- _WHAT NEEDS TO BE DONE_:
After finding the line with "pub struct EpochLosses" in the entries below, retype exactly each line from there through the line with "pub fn is_empty(&self)", including that final line.

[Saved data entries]
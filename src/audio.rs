//! Signal processing on waveform tensors.
//!
//! Every transform here is built from differentiable tensor ops so that losses
//! computed on top of them backpropagate into the predicted waveform.

pub mod filters;
pub mod mel;
pub mod resample;
pub mod stft;

pub use filters::PreEmphasisFilter;
pub use mel::{Window, mel_filterbank};
pub use resample::SincResampler;
pub use stft::{Spectrum, Stft};
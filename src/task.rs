//! Training, validation and test steps around [`SpeakerAutoencoder`].
//!
//! The task owns the model, its loss and optimizer. It does not iterate
//! datasets; callers feed [`Batch`]es and close epochs themselves.

use candle_core::{Device, Tensor};
use candle_nn::{AdamW, Optimizer, ParamsAdamW};

use crate::audio::filters::PreEmphasisFilter;
use crate::config::{ExperimentConfig, Stage};
use crate::error::{Error, Result};
use crate::losses::Losses;
use crate::model::speaker::{SpeakerAutoencoder, SpeakerParameters};

/// Speaker d-vectors `[B, emb_size]` supplied with a batch.
#[derive(Debug, Clone)]
pub enum SpeakerEmbeddings {
    None,
    /// One embedding used both as source and target speaker.
    Single(Tensor),
    Pair { own: Tensor, target: Tensor },
}

impl SpeakerEmbeddings {
    pub fn own(&self) -> Option<&Tensor> {
        match self {
            Self::None => None,
            Self::Single(emb) | Self::Pair { own: emb, .. } => Some(emb),
        }
    }

    pub fn target(&self) -> Option<&Tensor> {
        match self {
            Self::None => None,
            Self::Single(emb) | Self::Pair { target: emb, .. } => Some(emb),
        }
    }
}

/// One batch of paired audio.
#[derive(Debug, Clone)]
pub struct Batch {
    /// Source speech `[B, C, T]`.
    pub input: Tensor,
    /// Expected output `[B, 1, T]`.
    pub target: Tensor,
    pub embeddings: SpeakerEmbeddings,
}

/// Running mean of per-step losses over one epoch.
#[derive(Debug, Clone, Default)]
pub struct EpochLosses {
    values: Vec<f32>,
}

impl EpochLosses {
    pub fn push(&mut self, value: f32) {
        self.values.push(value);
    }

    pub fn len(&self) -> usize {
        self.values.len()
    }

    pub fn is_empty(&self) -> bool {
        self.values.is_empty()
    }

    /// Mean of the collected values, clearing them. `None` for an empty epoch.
    pub fn finish(&mut self) -> Option<f32> {
        if self.values.is_empty() {
            return None;
        }
        let mean = self.values.iter().sum::<f32>() / self.values.len() as f32;
        self.values.clear();
        Some(mean)
    }
}

pub struct SpeakerTask {
    model: SpeakerAutoencoder,
    params: SpeakerParameters,
    losses: Losses,
    high_pass: Option<PreEmphasisFilter>,
    a_weighting: Option<PreEmphasisFilter>,
    optimizer: AdamW,
    validation: EpochLosses,
    test: EpochLosses,
    cfg: ExperimentConfig,
    device: Device,
}

impl SpeakerTask {
    /// Assemble a task from a built model and loss.
    pub fn new(
        cfg: &ExperimentConfig,
        model: SpeakerAutoencoder,
        params: SpeakerParameters,
        losses: Losses,
        device: &Device,
    ) -> Result<Self> {
        let high_pass = cfg
            .training
            .loss_preemphasis_hp_filter
            .then(|| PreEmphasisFilter::high_pass(cfg.training.loss_preemphasis_hp_coeff));
        let a_weighting = if cfg.training.loss_preemphasis_aw_filter {
            Some(PreEmphasisFilter::a_weighting(cfg.dataset.sample_rate, device)?)
        } else {
            None
        };

        let trainable = params.trainable(cfg.model.freeze_encoder, cfg.model.freeze_decoder);
        tracing::info!(
            trainable = trainable.len(),
            lr = cfg.training.learning_rate,
            loss = %losses.kind(),
            "optimizer configured"
        );
        let optimizer = AdamW::new(
            trainable,
            ParamsAdamW {
                lr: cfg.training.learning_rate,
                weight_decay: 0.0,
                ..Default::default()
            },
        )?;

        Ok(Self {
            model,
            params,
            losses,
            high_pass,
            a_weighting,
            optimizer,
            validation: EpochLosses::default(),
            test: EpochLosses::default(),
            cfg: cfg.clone(),
            device: device.clone(),
        })
    }

    /// Load the pretrained model and the training loss named in `cfg`.
    pub fn from_config(cfg: &ExperimentConfig, device: &Device) -> Result<Self> {
        cfg.validate()?;
        let (model, params) = SpeakerAutoencoder::load(&cfg.model, device)?;
        let losses = Losses::from_config(cfg, Stage::Train, device)?;
        Self::new(cfg, model, params, losses, device)
    }

    pub fn model(&self) -> &SpeakerAutoencoder {
        &self.model
    }

    pub fn parameters(&self) -> &SpeakerParameters {
        &self.params
    }

    pub fn losses(&self) -> &Losses {
        &self.losses
    }

    /// Replace the loss used by subsequent steps.
    pub fn set_losses(&mut self, losses: Losses) {
        tracing::info!(loss = %losses.kind(), "loss replaced");
        self.losses = losses;
    }

    /// Switch to the loss configured in the `testing` section.
    pub fn use_test_losses(&mut self) -> Result<()> {
        let losses = Losses::from_config(&self.cfg, Stage::Test, &self.device)?;
        self.set_losses(losses);
        Ok(())
    }

    /// Pre-emphasis (high-pass, then A-weighting) followed by the loss.
    pub fn objective(
        &self,
        predicted: &Tensor,
        target: &Tensor,
        embedding: &Tensor,
    ) -> Result<Tensor> {
        let (mut predicted, mut target) = (predicted.clone(), target.clone());
        for filter in [&self.high_pass, &self.a_weighting].into_iter().flatten() {
            (predicted, target) = filter.apply(&predicted, &target)?;
        }
        self.losses.forward(&predicted, &target, Some(embedding))
    }

    /// Forward with dropout, loss, one optimizer update. Returns the loss.
    ///
    /// Embedding-driven kinds condition on the target speaker; all others
    /// reconstruct with the speaker's own embedding.
    pub fn training_step(&mut self, batch: &Batch) -> Result<f32> {
        let embedding = if self.losses.kind().conditions_on_target() {
            batch.embeddings.target()
        } else {
            batch.embeddings.own()
        }
        .ok_or(Error::MissingEmbedding("speaker conditioning"))?;
        let predicted = self.model.forward_t(&batch.input, embedding, true)?;
        let loss = self.objective(&predicted, &batch.target, embedding)?;
        self.optimizer.backward_step(&loss)?;
        scalar(&loss)
    }

    fn evaluate(&self, batch: &Batch) -> Result<f32> {
        let embedding = batch
            .embeddings
            .target()
            .ok_or(Error::MissingEmbedding("speaker conditioning"))?;
        let predicted = self.model.forward_t(&batch.input, embedding, false)?;
        let loss = self.objective(&predicted, &batch.target, embedding)?;
        scalar(&loss)
    }

    pub fn validation_step(&mut self, batch: &Batch) -> Result<f32> {
        let loss = self.evaluate(batch)?;
        self.validation.push(loss);
        Ok(loss)
    }

    pub fn test_step(&mut self, batch: &Batch) -> Result<f32> {
        let loss = self.evaluate(batch)?;
        self.test.push(loss);
        Ok(loss)
    }

    /// Mean validation loss of the epoch.
    pub fn finish_validation_epoch(&mut self) -> Option<f32> {
        let mean = self.validation.finish();
        if let Some(mean) = mean {
            tracing::info!(val_loss_epoch = mean, "validation epoch");
        }
        mean
    }

    /// Mean test loss of the epoch.
    pub fn finish_test_epoch(&mut self) -> Option<f32> {
        let mean = self.test.finish();
        if let Some(mean) = mean {
            tracing::info!(test_loss_epoch = mean, "test epoch");
        }
        mean
    }
}

fn scalar(loss: &Tensor) -> Result<f32> {
    let value = loss.to_dtype(candle_core::DType::F32)?.to_scalar::<f32>()?;
    if !value.is_finite() {
        tracing::warn!(value, "non-finite loss");
    }
    Ok(value)
}

impl std::fmt::Debug for SpeakerTask {
    fn fmt(&self, f: &mut std::fmt::Formatter<'_>) -> std::fmt::Result {
        f.debug_struct("SpeakerTask")
            .field("losses", &self.losses)
            .field("validation_steps", &self.validation.len())
            .field("test_steps", &self.test.len())
            .finish()
    }
}
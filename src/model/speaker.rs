//! Speaker-conditioned autoencoder.
//!
//! ```text
//! x ─ sum to mono ─ repeat to stereo ─ encode (no grad) ─ dropout ─┬─ fuse(z, dvec) ─ (+) ─ decode ─ sum to mono
//!                                                                  └──────────────────┘
//! ```

use std::collections::HashMap;
use std::path::{Path, PathBuf};

use candle_core::{DType, Device, ModuleT, Tensor, Var};
use candle_nn::{Dropout, VarBuilder, VarMap};

use super::autoencoder::AutoEncoder1d;
use super::fusion::LatentFusion;
use crate::config::ModelConfig;
use crate::error::{Error, Result};

const ENCODER_PREFIX: &str = "autoencoder.encoder.";
const DECODER_PREFIX: &str = "autoencoder.decoder.";

/// Parameter stores of the model: pretrained autoencoder and new fusion module.
pub struct SpeakerParameters {
    pub autoencoder: VarMap,
    pub fusion: VarMap,
}

impl Default for SpeakerParameters {
    fn default() -> Self {
        Self::new()
    }
}

impl SpeakerParameters {
    pub fn new() -> Self {
        Self {
            autoencoder: VarMap::new(),
            fusion: VarMap::new(),
        }
    }

    /// Variables handed to the optimizer: the fusion module always, encoder and
    /// decoder unless frozen. Sorted by name.
    pub fn trainable(&self, freeze_encoder: bool, freeze_decoder: bool) -> Vec<Var> {
        let mut named: Vec<(String, Var)> = Vec::new();
        {
            let data = lock(&self.autoencoder);
            named.extend(
                data.iter()
                    .filter(|(name, _)| {
                        !(freeze_encoder && name.starts_with(ENCODER_PREFIX)
                            || freeze_decoder && name.starts_with(DECODER_PREFIX))
                    })
                    .map(|(name, var)| (name.clone(), var.clone())),
            );
        }
        named.extend(
            lock(&self.fusion)
                .iter()
                .map(|(name, var)| (format!("fusion.{name}"), var.clone())),
        );
        named.sort_by(|a, b| a.0.cmp(&b.0));
        named.into_iter().map(|(_, var)| var).collect()
    }

    /// Overwrite the autoencoder variables from a pretrained checkpoint.
    ///
    /// `path` is a `.safetensors` file, a PyTorch pickle, or a directory holding
    /// `model.safetensors` or `pytorch_model.bin`.
    pub fn load_autoencoder(&self, path: &Path) -> Result<()> {
        let file = resolve_checkpoint(path)?;
        tracing::info!("Loading autoencoder weights from {:?}", file);
        let is_safetensors = file
            .extension()
            .is_some_and(|ext| ext.eq_ignore_ascii_case("safetensors"));
        let tensors: HashMap<String, Tensor> = if is_safetensors {
            candle_core::safetensors::load(&file, &Device::Cpu)
        } else {
            candle_core::pickle::read_all(&file).map(|all| all.into_iter().collect())
        }
        .map_err(|e| Error::Checkpoint(format!("{}: {e}", file.display())))?;

        let data = lock(&self.autoencoder);
        for (name, var) in data.iter() {
            let tensor = tensors.get(name).ok_or_else(|| {
                Error::Checkpoint(format!("{} has no tensor {name}", file.display()))
            })?;
            if tensor.dims() != var.dims() {
                return Err(Error::Checkpoint(format!(
                    "{name}: checkpoint shape {:?}, model shape {:?}",
                    tensor.dims(),
                    var.dims()
                )));
            }
            var.set(&tensor.to_dtype(var.dtype())?.to_device(var.device())?)?;
        }
        tracing::debug!(tensors = data.len(), "autoencoder weights loaded");
        Ok(())
    }
}

fn lock(varmap: &VarMap) -> std::sync::MutexGuard<'_, HashMap<String, Var>> {
    match varmap.data().lock() {
        Ok(guard) => guard,
        Err(poisoned) => poisoned.into_inner(),
    }
}

fn resolve_checkpoint(path: &Path) -> Result<PathBuf> {
    if path.is_file() {
        return Ok(path.to_path_buf());
    }
    if path.is_dir() {
        for name in ["model.safetensors", "pytorch_model.bin"] {
            let candidate = path.join(name);
            if candidate.is_file() {
                return Ok(candidate);
            }
        }
    }
    Err(Error::Checkpoint(format!(
        "no autoencoder checkpoint at {}",
        path.display()
    )))
}

/// Autoencoder whose bottleneck is conditioned on a speaker embedding.
#[derive(Debug, Clone)]
pub struct SpeakerAutoencoder {
    autoencoder: AutoEncoder1d,
    fusion: LatentFusion,
    dropout: Dropout,
    cfg: ModelConfig,
}

impl SpeakerAutoencoder {
    /// Build on freshly initialised parameters.
    pub fn new(cfg: &ModelConfig, params: &SpeakerParameters, device: &Device) -> Result<Self> {
        let ae_vb = VarBuilder::from_varmap(&params.autoencoder, DType::F32, device);
        let autoencoder = AutoEncoder1d::new(&cfg.autoencoder, ae_vb.pp("autoencoder"))?;

        let fusion_vb = VarBuilder::from_varmap(&params.fusion, DType::F32, device);
        let fusion = LatentFusion::new(
            cfg.autoencoder.latent_channels(),
            cfg.emb_size,
            cfg.latent_slice_size,
            cfg.lstm_layers,
            fusion_vb,
        )?;

        Ok(Self {
            autoencoder,
            fusion,
            dropout: Dropout::new(cfg.bottleneck_dropout),
            cfg: cfg.clone(),
        })
    }

    /// Build and load the pretrained autoencoder from `cfg.ae_path`.
    pub fn load(cfg: &ModelConfig, device: &Device) -> Result<(Self, SpeakerParameters)> {
        let path = cfg
            .ae_path
            .as_deref()
            .ok_or_else(|| Error::Config("model.ae_path is not set".into()))?;
        let params = SpeakerParameters::new();
        let model = Self::new(cfg, &params, device)?;
        params.load_autoencoder(path)?;
        tracing::info!(
            freeze_encoder = cfg.freeze_encoder,
            freeze_decoder = cfg.freeze_decoder,
            "speaker autoencoder ready"
        );
        Ok((model, params))
    }

    pub fn config(&self) -> &ModelConfig {
        &self.cfg
    }

    fn check_length(&self, len: usize) -> Result<()> {
        let factor = self.cfg.autoencoder.downsampling_factor();
        if len == 0 || len % factor != 0 {
            return Err(Error::Shape(format!(
                "input length {len} is not a multiple of the downsampling factor {factor}"
            )));
        }
        if (len / factor) % self.cfg.latent_slice_size != 0 {
            return Err(Error::Shape(format!(
                "latent length {} is not a multiple of latent_slice_size {}",
                len / factor,
                self.cfg.latent_slice_size
            )));
        }
        Ok(())
    }

    /// `x [B, C, T]` with `dvec [B, emb_size]` → mono prediction `[B, 1, T]`.
    ///
    /// `train` enables bottleneck dropout.
    pub fn forward_t(&self, x: &Tensor, dvec: &Tensor, train: bool) -> Result<Tensor> {
        let (_, _, len) = x.dims3()?;
        self.check_length(len)?;

        let stereo = x
            .sum_keepdim(1)?
            .repeat((1, self.cfg.autoencoder.in_channels, 1))?;
        let z = self.autoencoder.encode(&stereo)?.detach();
        let z = self.dropout.forward_t(&z, train)?;

        let fused = (self.fusion.fuse(&z, dvec)? + &z)?;
        let y = self.autoencoder.decode(&fused)?;
        Ok(y.sum_keepdim(1)?)
    }

    /// Inference over `x [B, C, T]` in consecutive `block_size` segments.
    ///
    /// Trailing samples that do not fill a whole segment are dropped.
    pub fn predict_segmented(
        &self,
        x: &Tensor,
        dvec: &Tensor,
        block_size: usize,
    ) -> Result<Tensor> {
        let (_, _, len) = x.dims3()?;
        let segments = if block_size == 0 { 0 } else { len / block_size };
        if segments == 0 {
            return Err(Error::Shape(format!(
                "input of {len} samples is shorter than one block of {block_size}"
            )));
        }
        let outputs = (0..segments)
            .map(|s| self.forward_t(&x.narrow(2, s * block_size, block_size)?, dvec, false))
            .collect::<Result<Vec<_>>>()?;
        Ok(Tensor::cat(&outputs, 2)?)
    }
}
use crate::error::{ApiError, ErrorResponse};
use crate::models::TodoItem;
use crate::routes;
use crate::state::AppState;
use axum::{extract::Path, extract::State, http::StatusCode, Json};

/// GET /api/todoitems/:id handler - Retrieve a single todo item
///
/// Absence is a normal outcome of this operation: a never-issued id
/// returns 404 with an empty body, not an error payload.
#[utoipa::path(
    get,
    path = routes::TODO_ITEM,
    params(
        ("id" = i64, Path, description = "Id of the todo item")
    ),
    responses(
        (status = 200, description = "Todo item found", body = TodoItem),
        (status = 400, description = "Non-integer id", body = ErrorResponse),
        (status = 404, description = "No todo item with this id"),
        (status = 500, description = "Store error", body = ErrorResponse)
    ),
    tag = "todos"
)]
pub async fn get_handler(
    State(state): State<AppState>,
    Path(id_str): Path<String>,
) -> Result<(StatusCode, Json<TodoItem>), ApiError> {
    let id: i64 = id_str
        .parse()
        .map_err(|_| ApiError::InvalidId(id_str.clone()))?;

    match state.store.find_by_id(id)? {
        Some(item) => {
            tracing::info!("Retrieved todo item with id: {}", id);
            Ok((StatusCode::OK, Json(item)))
        }
        None => Err(ApiError::ItemNotFound(id)),
    }
}

#[cfg(test)]
mod tests {
    use super::*;
    use crate::config::Config;
    use crate::handlers::create_handler;
    use crate::store::TodoStore;
    use axum::{
        body::Body,
        http::Request,
        routing::{get, post},
        Router,
    };
    use std::sync::Arc;
    use tower::ServiceExt;

    fn setup_test_app() -> Router {
        let config = Config {
            service_port: 3000,
            service_host: "0.0.0.0".to_string(),
        };

        let state = AppState {
            store: TodoStore::new(),
            config: Arc::new(config),
        };

        Router::new()
            .route(crate::routes::TODO_LIST, post(create_handler))
            .route(crate::routes::TODO_ITEM, get(get_handler))
            .with_state(state)
    }

    async fn create_item(app: &Router, body: &str) -> TodoItem {
        let response = app
            .clone()
            .oneshot(
                Request::builder()
                    .method("POST")
                    .uri("/api/todoitems")
                    .header("content-type", "application/json")
                    .body(Body::from(body.to_string()))
                    .unwrap(),
            )
            .await
            .unwrap();

        assert_eq!(response.status(), StatusCode::CREATED);

        let body = axum::body::to_bytes(response.into_body(), usize::MAX)
            .await
            .unwrap();
        serde_json::from_slice(&body).unwrap()
    }

    #[tokio::test]
    async fn test_get_endpoint_success() {
        let app = setup_test_app();

        let created = create_item(&app, r#"{"name": "existing item", "isComplete": true}"#).await;

        let response = app
            .oneshot(
                Request::builder()
                    .method("GET")
                    .uri(format!("/api/todoitems/{}", created.id))
                    .body(Body::empty())
                    .unwrap(),
            )
            .await
            .unwrap();

        assert_eq!(response.status(), StatusCode::OK);

        let body = axum::body::to_bytes(response.into_body(), usize::MAX)
            .await
            .unwrap();
        let response_json: TodoItem = serde_json::from_slice(&body).unwrap();
        assert_eq!(response_json.id, created.id);
        assert_eq!(response_json.name, "existing item");
        assert!(response_json.is_complete);
    }

    #[tokio::test]
    async fn test_get_endpoint_not_found_empty_body() {
        let app = setup_test_app();

        let response = app
            .oneshot(
                Request::builder()
                    .method("GET")
                    .uri("/api/todoitems/999")
                    .body(Body::empty())
                    .unwrap(),
            )
            .await
            .unwrap();

        assert_eq!(response.status(), StatusCode::NOT_FOUND);

        let body = axum::body::to_bytes(response.into_body(), usize::MAX)
            .await
            .unwrap();
        assert!(body.is_empty());
    }

    #[tokio::test]
    async fn test_get_endpoint_invalid_id() {
        let app = setup_test_app();

        let response = app
            .oneshot(
                Request::builder()
                    .method("GET")
                    .uri("/api/todoitems/not-a-number")
                    .body(Body::empty())
                    .unwrap(),
            )
            .await
            .unwrap();

        assert_eq!(response.status(), StatusCode::BAD_REQUEST);

        let body = axum::body::to_bytes(response.into_body(), usize::MAX)
            .await
            .unwrap();
        let error_response: ErrorResponse = serde_json::from_slice(&body).unwrap();
        assert!(error_response.error.contains("Invalid id"));
    }

    #[tokio::test]
    async fn test_get_endpoint_unicode_round_trip() {
        let app = setup_test_app();

        let created = create_item(&app, r#"{"name": "測試項目", "isComplete": false}"#).await;
        assert!(created.id > 0);

        let response = app
            .oneshot(
                Request::builder()
                    .method("GET")
                    .uri(format!("/api/todoitems/{}", created.id))
                    .body(Body::empty())
                    .unwrap(),
            )
            .await
            .unwrap();

        assert_eq!(response.status(), StatusCode::OK);

        let body = axum::body::to_bytes(response.into_body(), usize::MAX)
            .await
            .unwrap();
        let response_json: TodoItem = serde_json::from_slice(&body).unwrap();
        assert_eq!(response_json.name, "測試項目");
        assert!(!response_json.is_complete);
    }
}
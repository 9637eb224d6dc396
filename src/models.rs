use serde::{Deserialize, Serialize};

/// A persisted todo item
#[derive(Debug, Clone, PartialEq, Eq, Serialize, Deserialize, utoipa::ToSchema)]
#[serde(rename_all = "camelCase")]
pub struct TodoItem {
    pub id: i64,
    pub name: String,
    pub is_complete: bool,
}

/// Request body for create and update operations
///
/// `id` is accepted but ignored; the store owns the identity sequence.
/// `name` is required (and must not be blank); `isComplete` defaults to
/// false when omitted.
#[derive(Debug, Deserialize, utoipa::ToSchema)]
#[serde(rename_all = "camelCase")]
pub struct TodoItemRequest {
    pub id: Option<i64>,
    pub name: Option<String>,
    pub is_complete: Option<bool>,
}

impl TodoItemRequest {
    /// Validate the request body into the fields the store needs
    ///
    /// Rejects a missing, empty, or whitespace-only name. Surrounding
    /// whitespace in an otherwise non-blank name is preserved as given.
    pub fn validate(self) -> Result<(String, bool), String> {
        if self.id.is_some() {
            tracing::debug!("Ignoring client-supplied id on todo item request");
        }

        match self.name {
            Some(name) if !name.trim().is_empty() => {
                Ok((name, self.is_complete.unwrap_or(false)))
            }
            Some(_) => Err("name must not be empty or whitespace-only".to_string()),
            None => Err("name is required".to_string()),
        }
    }
}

- _SOLUTION TO THIS EXERCISE_:
pub struct EpochLosses {
    values: Vec<f32>,
}

impl EpochLosses {
    pub fn push(&mut self, value: f32) {
        self.values.push(value);
    }

    pub fn len(&self) -> usize {
        self.values.len()
    }

    pub fn is_empty(&self) -> bool {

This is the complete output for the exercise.